//! Network protocol message types
//!
//! Length-prefixed JSON messages over TCP: a 4-byte big-endian length
//! followed by a UTF-8 JSON object tagged with `"type"`.

use crate::game::tally::Tally;
use crate::game::view::{PlayerView, RoomView};
use crate::game::{GameError, Phase, PlayerId, RoomCode};
use serde::{Deserialize, Serialize};
use std::io::{self, Read, Write};

/// Largest frame either side will accept
pub const MAX_FRAME_LEN: usize = 64 * 1024;

/// Messages exchanged between clients and the server
#[derive(Debug, Clone, PartialEq, Eq, Serialize, Deserialize)]
#[serde(tag = "type", rename_all = "kebab-case", rename_all_fields = "camelCase")]
pub enum Message {
    /// Create a room and become its host (client -> server)
    CreateGame { player_name: String },
    /// Join a room by code (client -> server)
    JoinGame {
        player_name: String,
        room_code: String,
    },
    /// Add a word to the lobby's pool (client -> server)
    AddWord { room_code: String, word: String },
    /// Host starts a round (client -> server)
    StartGame { room_code: String },
    /// Move to the next phase (client -> server)
    AdvancePhase { room_code: String, phase: Phase },
    /// Vote for a suspected chameleon (client -> server)
    Vote {
        room_code: String,
        target_player_id: PlayerId,
    },
    /// Chameleon guesses the secret word (client -> server)
    ChameleonGuess { room_code: String, guess: String },
    /// Return the room to its lobby (client -> server)
    NewGame { room_code: String },
    /// Leave the room (client -> server)
    LeaveRoom { room_code: String },
    /// Ping to check connection
    Ping,

    /// Room created (server -> requester)
    GameCreated {
        room_code: RoomCode,
        player: PlayerView,
        game_state: RoomView,
    },
    /// Joined a room (server -> requester)
    GameJoined {
        player: PlayerView,
        game_state: RoomView,
    },
    /// Someone joined (server -> room)
    PlayerJoined {
        player: PlayerView,
        players: Vec<PlayerView>,
    },
    /// Word pool changed (server -> room)
    WordAdded { word: String, words: Vec<String> },
    /// Round started (server -> each player, personalized)
    GameStarted {
        game_state: RoomView,
        is_chameleon: bool,
    },
    /// Phase changed (server -> room)
    PhaseChanged {
        game_phase: Phase,
        game_state: RoomView,
    },
    /// A vote was recorded (server -> room)
    VoteCast {
        voting_results: Tally,
        game_state: RoomView,
    },
    /// Everyone has voted (server -> room, after the reveal delay)
    VotingComplete {
        game_state: RoomView,
        suspected_chameleon: PlayerId,
        actual_chameleon: PlayerView,
    },
    /// The chameleon guessed (server -> room)
    ChameleonGuessed {
        guess: String,
        correct: bool,
        game_state: RoomView,
    },
    /// Room returned to its lobby (server -> room)
    NewGameStarted { game_state: RoomView },
    /// You left the room (server -> requester)
    LeftRoom,
    /// Someone left (server -> room)
    PlayerLeft {
        players: Vec<PlayerView>,
        game_state: RoomView,
    },
    /// Response to ping
    Pong,
    /// A request was refused (server -> requester)
    Error { kind: String, message: String },
}

impl Message {
    /// Build an error reply for a refused request
    pub fn error(err: &GameError) -> Self {
        Message::Error {
            kind: err.kind().to_string(),
            message: err.to_string(),
        }
    }

    /// Serialize message to bytes (length-prefixed JSON)
    pub fn to_bytes(&self) -> io::Result<Vec<u8>> {
        let json = serde_json::to_vec(self)?;
        if json.len() > MAX_FRAME_LEN {
            return Err(io::Error::new(io::ErrorKind::InvalidData, "message too large"));
        }
        let len = json.len() as u32;
        let mut bytes = Vec::with_capacity(4 + json.len());
        bytes.extend_from_slice(&len.to_be_bytes());
        bytes.extend_from_slice(&json);
        Ok(bytes)
    }

    /// Write message to a stream
    pub fn write_to<W: Write>(&self, stream: &mut W) -> io::Result<()> {
        stream.write_all(&self.to_bytes()?)?;
        stream.flush()
    }

    /// Read one message from a stream
    pub fn read_from<R: Read>(stream: &mut R) -> io::Result<Self> {
        let body = Self::read_frame(stream)?;
        Ok(Self::from_json(&body)?)
    }

    /// Read one frame's JSON body without decoding it.
    ///
    /// A successful read leaves the stream at the next frame boundary, so a
    /// body that fails to decode can be rejected without closing the
    /// connection.
    pub fn read_frame<R: Read>(stream: &mut R) -> io::Result<Vec<u8>> {
        let mut len_buf = [0u8; 4];
        stream.read_exact(&mut len_buf)?;
        let len = u32::from_be_bytes(len_buf) as usize;

        if len > MAX_FRAME_LEN {
            return Err(io::Error::new(io::ErrorKind::InvalidData, "message too large"));
        }

        let mut body = vec![0u8; len];
        stream.read_exact(&mut body)?;
        Ok(body)
    }

    /// Decode a frame body
    pub fn from_json(body: &[u8]) -> serde_json::Result<Self> {
        serde_json::from_slice(body)
    }
}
--*--
▶ [Goal of the exercise] In the listing above, find the line that contains "stream.read_exact(&mut body)?;". Write it out exactly, along with each line after it up to and including the last.

▶ [Output below]
        stream.read_exact(&mut body)?;
        Ok(body)
    }

    /// Decode a frame body
    pub fn from_json(body: &[u8]) -> serde_json::Result<Self> {
        serde_json::from_slice(body)
    }
}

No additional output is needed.